Imagine this: John and Jack were two friends who owned a lucrative corporation together 50/50% which supported both their families lavishly. John became gravely ill and prior to his death, Jack, his friend and partner promised to always take care of John’s family. John died two and a half years ago. John’s family never saw a penny from the business and is seeking legal advice.

This scenario is not a TV movie, it is real life. The hardest thing to consider and imagine is the death of a loved one, let alone your own individual death. Death, unlike winning the lottery or earning enough points on your American-Express to travel the world, is part of a life cycle that we cannot change. Nevertheless, although inevitable, people just like you and me refuse to think about it or even plan what would happen upon their own death ultimately hurting the life that continues after death. Therefore, much thought and consideration should be put to Estate Planning.

An estate plan is an arrangement for the use, conservation, and transfer of one’s wealth. This process involves much more than merely preparing the estate owner’s will. A well thought-out estate plan concerns itself with the creation of an estate where none would otherwise exist, the increase of an existing estate to meet the needs of the owner and his or her family, and the preservation and protection of the estate from unnecessary taxes and costs.

A good estate plan should provide for the best utilization of assets during the owner’s lifetime. With this in mind, the estate plan should anticipate and, after the owner’s objectives are ascertained, provide for such lifetime needs as funds for children’s education, income for retirement, replacement of income in the event of disability, and management of the estate in the event of incapacity. These and similar objectives may be accomplished by the use of utilizing a funded revocable living trust, making gifts during a lifetime, utilizing life insurance for retirement, etc.

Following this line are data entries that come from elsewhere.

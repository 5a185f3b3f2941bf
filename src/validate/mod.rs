//! Multi-layer validation funnel.
//!
//! A report must pass every layer to be admitted:
//!
//! 1. keyword layer — drone token present, no excluded-topic marker;
//! 2. geographic keyword layer — no foreign-region token (the text wins
//!    over in-region coordinates);
//! 3. LLM classifier — `incident` with confidence ≥ 0.7, degrading to
//!    layer-1/2 acceptance when the classifier is unreachable;
//! 4. geographic bounds — applied after geocoding, and re-checked by the
//!    database trigger as the final gate.
//!
//! The first failing layer's reason is returned; the orchestrator keys
//! metrics off it.

pub mod classifier;
pub mod keywords;
pub mod url;

use crate::geo;
use classifier::{ClassifierError, IncidentClassifier};
use std::fmt;
use std::sync::Arc;
use tracing::warn;

/// Why a report was rejected, tagged with the first failing layer.
#[derive(Debug, Clone, PartialEq)]
pub enum RejectReason {
    /// Keyword or classifier layer: not a drone incident.
    NotAnIncident { detail: String },
    /// Foreign-region token found in title or narrative.
    ForeignKeyword { token: String },
    /// Coordinates outside the European bounding box.
    OutOfBounds { lat: f64, lon: f64 },
}

impl RejectReason {
    /// Machine-readable code carried in metrics, audit rows, and API errors.
    pub fn code(&self) -> String {
        match self {
            RejectReason::NotAnIncident { .. } => "not_an_incident".to_string(),
            RejectReason::ForeignKeyword { token } => format!("foreign_keyword:{token}"),
            RejectReason::OutOfBounds { .. } => "out_of_bounds".to_string(),
        }
    }
}

impl fmt::Display for RejectReason {
    fn fmt(&self, f: &mut fmt::Formatter<'_>) -> fmt::Result {
        match self {
            RejectReason::NotAnIncident { detail } => write!(f, "not an incident: {detail}"),
            RejectReason::ForeignKeyword { token } => write!(f, "foreign keyword: {token}"),
            RejectReason::OutOfBounds { lat, lon } => {
                write!(f, "coordinates outside European bounds: ({lat}, {lon})")
            }
        }
    }
}

/// A successful admission through layers 1–3.
#[derive(Debug, Clone, PartialEq)]
pub struct Admission {
    pub confidence: f32,
    /// True when the classifier was unavailable and the report was admitted
    /// on the keyword layers alone.
    pub degraded: bool,
}

/// The layered validator. Cheap layers run first; the classifier is only
/// consulted for reports that already look like in-region drone incidents.
pub struct Validator {
    classifier: Arc<dyn IncidentClassifier>,
}

impl Validator {
    pub fn new(classifier: Arc<dyn IncidentClassifier>) -> Self {
        Self { classifier }
    }

    /// Layers 1–2, synchronous and pure.
    pub fn check_text(
        title: &str,
        body: &str,
        extra_keywords: &[String],
    ) -> Result<f32, RejectReason> {
        let keyword = keywords::drone_keyword_match(title, body, extra_keywords).ok_or_else(|| {
            RejectReason::NotAnIncident {
                detail: "no drone keyword".to_string(),
            }
        })?;

        if let Some(marker) = keywords::excluded_topic_hit(title, body) {
            return Err(RejectReason::NotAnIncident {
                detail: format!("excluded topic: {marker}"),
            });
        }

        let combined = format!("{title} {body}");
        if let Some(token) = keywords::foreign_region_hit(&combined) {
            return Err(RejectReason::ForeignKeyword { token });
        }

        Ok(keyword.confidence)
    }

    /// Layers 1–3. On classifier unavailability, falls back to the keyword
    /// confidence with `degraded = true`; a rejecting verdict is never
    /// overridden.
    pub async fn validate_text(
        &self,
        title: &str,
        body: &str,
        extra_keywords: &[String],
    ) -> Result<Admission, RejectReason> {
        let keyword_confidence = Self::check_text(title, body, extra_keywords)?;

        match self.classifier.classify(title, body).await {
            Ok(verdict) => {
                if verdict.admits() {
                    Ok(Admission {
                        confidence: verdict.confidence,
                        degraded: false,
                    })
                } else {
                    Err(RejectReason::NotAnIncident {
                        detail: format!(
                            "classifier: {:?} (confidence {:.2})",
                            verdict.category, verdict.confidence
                        ),
                    })
                }
            }
            Err(ClassifierError::Disabled) => Ok(Admission {
                confidence: keyword_confidence,
                degraded: true,
            }),
            Err(e) => {
                warn!(error = %e, "classifier unavailable, admitting on keyword layers");
                Ok(Admission {
                    confidence: keyword_confidence,
                    degraded: true,
                })
            }
        }
    }

    /// Layer 4: the European bounding box, boundary inclusive.
    pub fn check_bounds(lat: f64, lon: f64) -> Result<(), RejectReason> {
        if geo::within_european_bounds(lat, lon) {
            Ok(())
        } else {
            Err(RejectReason::OutOfBounds { lat, lon })
        }
    }
}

A good estate plan should provide for the disposition of assets on death in such a way that the estate being passed on is maximized and is left in accordance with the wishes of the decedent and the needs of the family. In carrying out this goal of estate planning, we must first ascertain, in a very careful manner, the estate owner’s objectives. Only after this is done, can an attorney suggest and tailor the proper estate planning from manners in which to avoid probate, using a revocable living trust or handling the transfer of a business interest.

Tax-saving methods can frequently be employed to achieve many estate planning objectives. By minimizing taxes, the estate owner will have not only a larger estate to enjoy during his or her own lifetime, but also a larger one to satisfy the needs of the family after the owner’s death. The fact that a good estate plan will frequently save taxes is also useful in itself because it awakens the estate owner to the need for planning. However, it is important to remember that tax saving is only one aspect of estate planning. It should always remain secondary to the carrying out of the underlying objectives of the estate owner.

In the true story that I touched on in the beginning of the article, had John taken the advise of his attorney, he would have created an Estate Plan that specifically dealt with the proper transfer of the business interest by either having created life insurance between the partners in the event of death of one partner; or if that was not an option, create a mechanism for the sale of the shares. Since there was no estate plan in place, a probate action had to be established to allow the Estate of John to file suit against Jack to recover John’s interest in the business.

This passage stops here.